CDC: Severity of Influenza Season Low Through Feb. 2, 2019
Vaccine effectiveness 47 percent against all flu virus infection associated with acute respiratory illness
THURSDAY, Feb. 14, 2019 (Pharmacist's Briefing) -- The 2018 to 2019 influenza season has been low in severity so far, and overall vaccine effectiveness is about 47 percent, according to two reports published in the Feb. 15 issue of the U.S. Centers for Disease Control and Prevention Morbidity and Mortality Weekly Report.

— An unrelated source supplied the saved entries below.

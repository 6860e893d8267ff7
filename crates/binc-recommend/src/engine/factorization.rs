//! Implicit-feedback alternating least squares
//!
//! Each stored value is read as a preference (`1` when positive, `0`
//! otherwise) with confidence `|value|`. User and item factors are solved in
//! turn from the weighted normal equations
//! `(YᵀY + Σ (c - 1) y yᵀ + λI) x = Σ c p y`, one Cholesky solve per row.

use nalgebra::{DMatrix, DVector};
use ndarray::{Array1, Array2};
use rand::rngs::StdRng;
use rand::{Rng, SeedableRng};

#[cfg(feature = "parallel")]
use rayon::prelude::*;

use super::matrix::InteractionMatrix;
use super::CollaborativeModel;
use crate::config::{EngineConfig, FactorizationConfig};
use crate::engine::BackendKind;
use crate::error::{RecommendError, Result};
use crate::probe::{CapabilitySet, Library};

pub(crate) struct AlsModel {
    user_factors: Array2<f64>,
    item_factors: Array2<f64>,
}

impl AlsModel {
    /// Fit factors; `parallel` spreads the per-row solves over rayon's pool
    /// when this build has it.
    pub(crate) fn train(
        matrix: &InteractionMatrix,
        config: &FactorizationConfig,
        parallel: bool,
    ) -> Result<Self> {
        let factors = config.factors;
        let mut rng = StdRng::seed_from_u64(config.seed);
        let mut user_factors =
            Array2::from_shape_fn((matrix.nrows(), factors), |_| rng.gen::<f64>() * 0.01);
        let mut item_factors =
            Array2::from_shape_fn((matrix.ncols(), factors), |_| rng.gen::<f64>() * 0.01);

        let by_user = matrix.by_rows();
        let by_item = matrix.by_columns();

        for iteration in 0..config.iterations {
            user_factors = solve_side(&by_user, &item_factors, config.regularization, parallel)?;
            item_factors = solve_side(&by_item, &user_factors, config.regularization, parallel)?;

            if tracing::enabled!(tracing::Level::DEBUG) {
                tracing::debug!(
                    "ALS iteration {}: loss {:.6}",
                    iteration + 1,
                    loss(&by_user, &user_factors, &item_factors)
                );
            }
        }

        tracing::info!(
            "Trained ALS model: {} factors, {} iterations",
            factors,
            config.iterations
        );
        Ok(Self {
            user_factors,
            item_factors,
        })
    }

    /// Predicted preference of `user` for every product
    pub(crate) fn scores(&self, user: usize) -> Array1<f64> {
        self.item_factors.dot(&self.user_factors.row(user))
    }

    #[cfg(test)]
    pub(crate) fn user_factors(&self) -> &Array2<f64> {
        &self.user_factors
    }
}

impl CollaborativeModel for AlsModel {
    fn fit(
        matrix: &InteractionMatrix,
        config: &EngineConfig,
        caps: &CapabilitySet,
    ) -> Result<Self> {
        Self::train(
            matrix,
            &config.factorization,
            caps.contains(Library::Rayon),
        )
    }

    fn candidates(&self, matrix: &InteractionMatrix, user: usize) -> Result<Vec<(usize, f64)>> {
        let rated = matrix.row_dense(user);
        Ok(self
            .scores(user)
            .iter()
            .zip(rated.iter())
            .enumerate()
            .filter(|(_, (_, &value))| value == 0.0)
            .map(|(idx, (&score, _))| (idx, score))
            .collect())
    }
}

/// Solve every row of one side against the fixed factors of the other
fn solve_side(
    entries: &[Vec<(usize, f64)>],
    fixed: &Array2<f64>,
    regularization: f64,
    parallel: bool,
) -> Result<Array2<f64>> {
    let factors = fixed.ncols();
    let y = DMatrix::from_fn(fixed.nrows(), factors, |r, c| fixed[[r, c]]);
    let gram = y.transpose() * &y + DMatrix::identity(factors, factors) * regularization;
    let solve = |row: &Vec<(usize, f64)>| solve_row(row, &y, &gram);

    #[cfg(feature = "parallel")]
    let rows: Vec<DVector<f64>> = if parallel {
        entries.par_iter().map(solve).collect::<Result<_>>()?
    } else {
        entries.iter().map(solve).collect::<Result<_>>()?
    };

    #[cfg(not(feature = "parallel"))]
    let rows: Vec<DVector<f64>> = {
        let _ = parallel;
        entries.iter().map(solve).collect::<Result<_>>()?
    };

    Ok(Array2::from_shape_fn((rows.len(), factors), |(r, c)| {
        rows[r][c]
    }))
}

fn solve_row(
    entries: &[(usize, f64)],
    y: &DMatrix<f64>,
    gram: &DMatrix<f64>,
) -> Result<DVector<f64>> {
    let factors = gram.nrows();
    if entries.is_empty() {
        return Ok(DVector::zeros(factors));
    }

    let mut a = gram.clone();
    let mut b = DVector::zeros(factors);
    for &(j, value) in entries {
        let yj = y.row(j).transpose();
        let confidence = value.abs();
        let preference = if value > 0.0 { 1.0 } else { 0.0 };
        a.ger(confidence - 1.0, &yj, &yj, 1.0);
        b.axpy(confidence * preference, &yj, 1.0);
    }

    a.cholesky().map(|chol| chol.solve(&b)).ok_or_else(|| {
        RecommendError::linalg(
            BackendKind::Factorization,
            "normal equations are not positive definite",
        )
    })
}

/// Mean squared preference error over stored entries
fn loss(by_user: &[Vec<(usize, f64)>], users: &Array2<f64>, items: &Array2<f64>) -> f64 {
    let mut total = 0.0;
    let mut count = 0usize;
    for (u, row) in by_user.iter().enumerate() {
        for &(i, value) in row {
            let preference = if value > 0.0 { 1.0 } else { 0.0 };
            let predicted = users.row(u).dot(&items.row(i));
            total += (preference - predicted).powi(2);
            count += 1;
        }
    }
    total / count.max(1) as f64
}
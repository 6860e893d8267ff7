//! Identifier mappings and the user×product interaction matrix
//!
//! The matrix is CSR when the `sparse` capability is present and a dense
//! `Array2` otherwise. Both forms read 0 where no interaction exists and
//! neither stores explicit zeros, so every backend sees the same data.

use std::collections::{BTreeMap, HashMap};

use ndarray::{Array1, Array2};

use crate::error::{RecommendError, Result};
use crate::interaction::Interaction;

/// Bijection between external identifiers and dense indices
///
/// Indices follow first appearance in the training batch.
#[derive(Debug, Clone, Default)]
pub struct IdMapping {
    ids: Vec<i64>,
    index: HashMap<i64, usize>,
}

impl IdMapping {
    pub fn from_ids(ids: impl IntoIterator<Item = i64>) -> Self {
        let mut mapping = Self::default();
        for id in ids {
            mapping.insert(id);
        }
        mapping
    }

    /// Index of `id`, assigning the next free one if unseen
    pub fn insert(&mut self, id: i64) -> usize {
        if let Some(&idx) = self.index.get(&id) {
            return idx;
        }
        let idx = self.ids.len();
        self.ids.push(id);
        self.index.insert(id, idx);
        idx
    }

    pub fn index_of(&self, id: i64) -> Option<usize> {
        self.index.get(&id).copied()
    }

    pub fn id_at(&self, idx: usize) -> Option<i64> {
        self.ids.get(idx).copied()
    }

    /// Identifiers in index order
    pub fn ids(&self) -> &[i64] {
        &self.ids
    }

    pub fn len(&self) -> usize {
        self.ids.len()
    }

    pub fn is_empty(&self) -> bool {
        self.ids.is_empty()
    }
}

/// Compressed sparse row matrix
#[derive(Debug, Clone, PartialEq)]
pub struct CsrMatrix {
    nrows: usize,
    ncols: usize,
    indptr: Vec<usize>,
    indices: Vec<usize>,
    data: Vec<f64>,
}

impl CsrMatrix {
    /// Build from (row, col, value) triplets. A repeated cell keeps the last
    /// value given; zero values are not stored.
    pub fn from_triplets(
        nrows: usize,
        ncols: usize,
        triplets: impl IntoIterator<Item = (usize, usize, f64)>,
    ) -> Self {
        let mut cells: BTreeMap<(usize, usize), f64> = BTreeMap::new();
        for (r, c, v) in triplets {
            cells.insert((r, c), v);
        }

        let mut indptr = vec![0usize; nrows + 1];
        let mut indices = Vec::with_capacity(cells.len());
        let mut data = Vec::with_capacity(cells.len());
        for ((r, c), v) in cells {
            if v == 0.0 {
                continue;
            }
            indptr[r + 1] += 1;
            indices.push(c);
            data.push(v);
        }
        for r in 0..nrows {
            indptr[r + 1] += indptr[r];
        }

        Self {
            nrows,
            ncols,
            indptr,
            indices,
            data,
        }
    }

    pub fn nrows(&self) -> usize {
        self.nrows
    }

    pub fn ncols(&self) -> usize {
        self.ncols
    }

    /// Number of stored entries
    pub fn nnz(&self) -> usize {
        self.data.len()
    }

    /// Stored (column, value) pairs of a row, in column order
    pub fn row(&self, r: usize) -> impl Iterator<Item = (usize, f64)> + '_ {
        let (start, end) = (self.indptr[r], self.indptr[r + 1]);
        self.indices[start..end]
            .iter()
            .copied()
            .zip(self.data[start..end].iter().copied())
    }

    pub fn get(&self, r: usize, c: usize) -> f64 {
        let (start, end) = (self.indptr[r], self.indptr[r + 1]);
        match self.indices[start..end].binary_search(&c) {
            Ok(pos) => self.data[start + pos],
            Err(_) => 0.0,
        }
    }

    pub fn transpose(&self) -> CsrMatrix {
        let triplets = (0..self.nrows).flat_map(|r| self.row(r).map(move |(c, v)| (c, r, v)));
        CsrMatrix::from_triplets(self.ncols, self.nrows, triplets)
    }

    pub fn to_dense(&self) -> Array2<f64> {
        let mut dense = Array2::zeros((self.nrows, self.ncols));
        for r in 0..self.nrows {
            for (c, v) in self.row(r) {
                dense[[r, c]] = v;
            }
        }
        dense
    }
}

/// User×product interaction matrix
#[derive(Debug, Clone)]
pub enum InteractionMatrix {
    Sparse(CsrMatrix),
    Dense(Array2<f64>),
}

impl InteractionMatrix {
    pub fn nrows(&self) -> usize {
        match self {
            InteractionMatrix::Sparse(m) => m.nrows(),
            InteractionMatrix::Dense(m) => m.nrows(),
        }
    }

    pub fn ncols(&self) -> usize {
        match self {
            InteractionMatrix::Sparse(m) => m.ncols(),
            InteractionMatrix::Dense(m) => m.ncols(),
        }
    }

    pub fn is_sparse(&self) -> bool {
        matches!(self, InteractionMatrix::Sparse(_))
    }

    pub fn get(&self, r: usize, c: usize) -> f64 {
        match self {
            InteractionMatrix::Sparse(m) => m.get(r, c),
            InteractionMatrix::Dense(m) => m[[r, c]],
        }
    }

    /// Non-zero (column, value) pairs of a row
    pub fn row_entries(&self, r: usize) -> Vec<(usize, f64)> {
        match self {
            InteractionMatrix::Sparse(m) => m.row(r).collect(),
            InteractionMatrix::Dense(m) => m
                .row(r)
                .iter()
                .enumerate()
                .filter(|(_, &v)| v != 0.0)
                .map(|(c, &v)| (c, v))
                .collect(),
        }
    }

    /// A full row as a dense vector
    pub fn row_dense(&self, r: usize) -> Array1<f64> {
        match self {
            InteractionMatrix::Sparse(m) => {
                let mut row = Array1::zeros(m.ncols());
                for (c, v) in m.row(r) {
                    row[c] = v;
                }
                row
            }
            InteractionMatrix::Dense(m) => m.row(r).to_owned(),
        }
    }

    /// Non-zero entries grouped by row
    pub fn by_rows(&self) -> Vec<Vec<(usize, f64)>> {
        (0..self.nrows()).map(|r| self.row_entries(r)).collect()
    }

    /// Non-zero entries grouped by column (rows of the transpose)
    pub fn by_columns(&self) -> Vec<Vec<(usize, f64)>> {
        match self {
            InteractionMatrix::Sparse(m) => {
                let t = m.transpose();
                (0..t.nrows()).map(|r| t.row(r).collect()).collect()
            }
            InteractionMatrix::Dense(m) => m
                .columns()
                .into_iter()
                .map(|col| {
                    col.iter()
                        .enumerate()
                        .filter(|(_, &v)| v != 0.0)
                        .map(|(r, &v)| (r, v))
                        .collect()
                })
                .collect(),
        }
    }

    pub fn to_dense(&self) -> Array2<f64> {
        match self {
            InteractionMatrix::Sparse(m) => m.to_dense(),
            InteractionMatrix::Dense(m) => m.clone(),
        }
    }
}

/// Mappings plus matrix built from one training batch
#[derive(Debug, Clone)]
pub struct PreparedData {
    pub users: IdMapping,
    pub products: IdMapping,
    pub matrix: InteractionMatrix,
}

/// Build mappings and the interaction matrix.
///
/// Fails on an empty batch or a non-finite score. For a repeated
/// (user, product) pair the last interaction wins.
pub fn prepare(interactions: &[Interaction], sparse: bool) -> Result<PreparedData> {
    if interactions.is_empty() {
        return Err(RecommendError::EmptyBatch);
    }
    if let Some(index) = interactions.iter().position(|i| !i.score.is_finite()) {
        return Err(RecommendError::InvalidScore { index });
    }

    let mut users = IdMapping::default();
    let mut products = IdMapping::default();
    let cells: Vec<(usize, usize, f64)> = interactions
        .iter()
        .map(|i| (users.insert(i.user_id), products.insert(i.product_id), i.score))
        .collect();

    let (n_users, n_products) = (users.len(), products.len());
    let matrix = if sparse {
        InteractionMatrix::Sparse(CsrMatrix::from_triplets(n_users, n_products, cells))
    } else {
        let mut dense = Array2::zeros((n_users, n_products));
        for (u, p, v) in cells {
            dense[[u, p]] = v;
        }
        InteractionMatrix::Dense(dense)
    };

    tracing::info!(
        "Created user-item matrix: {} users x {} products ({})",
        n_users,
        n_products,
        if sparse { "sparse" } else { "dense" }
    );

    Ok(PreparedData {
        users,
        products,
        matrix,
    })
}
//! Status report types for the dependency probe

use std::collections::BTreeMap;

use serde::{Deserialize, Serialize};

use super::resources::ResourceStatus;

/// Outcome of probing a single library
#[derive(Debug, Clone, PartialEq, Eq, Serialize, Deserialize)]
pub struct LibraryStatus {
    pub available: bool,
    /// Version requirement, present when available
    #[serde(skip_serializing_if = "Option::is_none")]
    pub version: Option<String>,
    /// Facilities provided, present when available
    #[serde(default, skip_serializing_if = "Vec::is_empty")]
    pub components: Vec<String>,
    /// Why the library is unusable, present when unavailable
    #[serde(skip_serializing_if = "Option::is_none")]
    pub reason: Option<String>,
}

impl LibraryStatus {
    pub fn available(version: &str, components: &[&str]) -> Self {
        Self {
            available: true,
            version: Some(version.to_string()),
            components: components.iter().map(|c| c.to_string()).collect(),
            reason: None,
        }
    }

    pub fn missing(reason: impl Into<String>) -> Self {
        Self {
            available: false,
            version: None,
            components: Vec::new(),
            reason: Some(reason.into()),
        }
    }
}

/// Library counts
#[derive(Debug, Clone, Copy, PartialEq, Eq, Serialize, Deserialize)]
pub struct Summary {
    pub total_libraries: usize,
    pub available: usize,
    pub missing: usize,
}

/// Diagnostic snapshot of the probe
#[derive(Debug, Clone, PartialEq, Serialize, Deserialize)]
pub struct StatusReport {
    pub summary: Summary,
    /// Per-library detail keyed by library name
    pub details: BTreeMap<String, LibraryStatus>,
    /// Remediation hint per missing library
    pub recommendations: BTreeMap<String, String>,
    /// Language resource files and their state
    pub resources: Vec<ResourceStatus>,
    /// Available libraries whose resources are unusable
    pub degraded: Vec<String>,
}

impl StatusReport {
    /// Whether every tracked library is available and none is degraded
    pub fn is_healthy(&self) -> bool {
        self.summary.missing == 0 && self.degraded.is_empty()
    }
}
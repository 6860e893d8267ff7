//! Dense user-based cosine similarity
//!
//! Needs nothing beyond `ndarray`. Rows are L2-normalized (zero rows stay
//! zero) and the full similarity matrix is one product `N · Nᵀ`.

use ndarray::{Array1, Array2, Axis};

use super::matrix::InteractionMatrix;
use super::rank;
use super::CollaborativeModel;
use crate::config::EngineConfig;
use crate::error::Result;
use crate::probe::CapabilitySet;

pub(crate) struct CosineModel {
    similarity: Array2<f64>,
    neighbors: usize,
}

#[cfg(test)]
impl CosineModel {
    pub(crate) fn similarity(&self) -> &Array2<f64> {
        &self.similarity
    }
}

/// Row-normalize, leaving zero-norm rows untouched
pub(crate) fn normalize_rows(matrix: &Array2<f64>) -> Array2<f64> {
    let norms = matrix
        .map_axis(Axis(1), |row| row.dot(&row).sqrt())
        .mapv(|n| if n == 0.0 { 1.0 } else { n });
    matrix / &norms.insert_axis(Axis(1))
}

impl CollaborativeModel for CosineModel {
    fn fit(
        matrix: &InteractionMatrix,
        config: &EngineConfig,
        _caps: &CapabilitySet,
    ) -> Result<Self> {
        let normalized = normalize_rows(&matrix.to_dense());
        let similarity = normalized.dot(&normalized.t());

        tracing::info!(
            "Trained cosine similarity model over {} users",
            similarity.nrows()
        );
        Ok(Self {
            similarity,
            neighbors: config.fallback.neighbors,
        })
    }

    fn candidates(&self, matrix: &InteractionMatrix, user: usize) -> Result<Vec<(usize, f64)>> {
        let similarities = self.similarity.row(user);
        let neighbours = rank::most_similar(
            similarities.iter().copied().enumerate(),
            user,
            self.neighbors,
        );

        let mut scores = Array1::<f64>::zeros(matrix.ncols());
        for (other, sim) in neighbours {
            if sim > 0.0 {
                scores.scaled_add(sim, &matrix.row_dense(other));
            }
        }

        Ok(rank::positive_unrated(&scores, &matrix.row_dense(user)))
    }
}

#[cfg(test)]
mod tests {
    use super::*;
    use crate::engine::matrix::prepare;
    use crate::interaction::Interaction;
    use ndarray::array;

    #[test]
    fn test_normalize_rows_zero_guard() {
        let m = array![[3.0, 4.0], [0.0, 0.0]];
        let n = normalize_rows(&m);
        assert!((n[[0, 0]] - 0.6).abs() < 1e-12);
        assert!((n[[0, 1]] - 0.8).abs() < 1e-12);
        assert_eq!(n.row(1).to_vec(), vec![0.0, 0.0]);
    }

    #[test]
    fn test_zero_row_similarity_is_finite() {
        let data = vec![
            Interaction::new(1, 1, 5.0),
            Interaction::new(2, 1, 0.0),
            Interaction::new(3, 2, 2.0),
        ];
        let prepared = prepare(&data, false).unwrap();
        let model = CosineModel::fit(
            &prepared.matrix,
            &EngineConfig::default(),
            &CapabilitySet::none(),
        )
        .unwrap();

        assert!(model.similarity().iter().all(|v| v.is_finite()));
        assert!(model.similarity().row(1).iter().all(|&v| v == 0.0));
        assert!((model.similarity()[[0, 0]] - 1.0).abs() < 1e-12);
    }

    #[test]
    fn test_candidates_weighted_by_similarity() {
        let data = vec![
            Interaction::new(1, 1, 5.0),
            Interaction::new(1, 2, 1.0),
            Interaction::new(2, 1, 4.0),
            Interaction::new(2, 3, 5.0),
        ];
        let prepared = prepare(&data, true).unwrap();
        let model = CosineModel::fit(
            &prepared.matrix,
            &EngineConfig::default(),
            &CapabilitySet::none(),
        )
        .unwrap();

        let candidates = model.candidates(&prepared.matrix, 0).unwrap();
        assert_eq!(candidates.len(), 1);
        let (product, score) = candidates[0];
        assert_eq!(product, 2);
        // sim(u1, u2) = 20 / (sqrt(26) * sqrt(41)); weighted by u2's rating of 5
        let expected = 5.0 * 20.0 / (26.0_f64.sqrt() * 41.0_f64.sqrt());
        assert!((score - expected).abs() < 1e-9);
    }

    #[test]
    fn test_negative_similarity_ignored() {
        let data = vec![
            Interaction::new(1, 1, 1.0),
            Interaction::new(2, 1, -1.0),
            Interaction::new(2, 2, 3.0),
        ];
        let prepared = prepare(&data, false).unwrap();
        let model = CosineModel::fit(
            &prepared.matrix,
            &EngineConfig::default(),
            &CapabilitySet::none(),
        )
        .unwrap();
        assert!(model.candidates(&prepared.matrix, 0).unwrap().is_empty());
    }
}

Lenee Blanton, M.P.H., from the CDC in Atlanta, and colleagues collected, compiled, and analyzed data to provide an update on influenza activity and viruses in the United States. The researchers note that influenza activity was low during October and November of 2018, increased in late December 2018, and remained elevated through early February 2019. The season was considered to be low-severity as of Feb. 2, 2019; compared with recent seasons, there have been a lower percentage of outpatient visits for influenza-like illness, lower rates of hospitalization, and fewer deaths due to pneumonia and influenza. Influenza A(H1N1)pdm09 viruses predominated in most areas of the country.
Joshua D. Doyle, M.D., Ph.D., also from the CDC, and colleagues used data from 3,254 children and adults enrolled in the U.S. Influenza Vaccine Effectiveness Network during Nov. 23, 2018, to Feb. 2, 2019, to examine vaccine effectiveness. The researchers found that overall adjusted vaccine effectiveness against all influenza virus infection associated with medically attended acute respiratory illness was 47 percent during this period. The overall vaccine effectiveness was 61 percent among children aged 6 months to 17 years. Against illness caused by influenza A(H1N1)pdm09 viruses, vaccine effectiveness was estimated to be 46 percent.
"CDC will continue to monitor influenza disease throughout the season to better understand the impact of vaccination, identify factors associated with reduced protection, and support efforts to improve influenza vaccine," Doyle and colleagues write.
Several authors from the Doyle study disclosed financial ties to the pharmaceutical industry.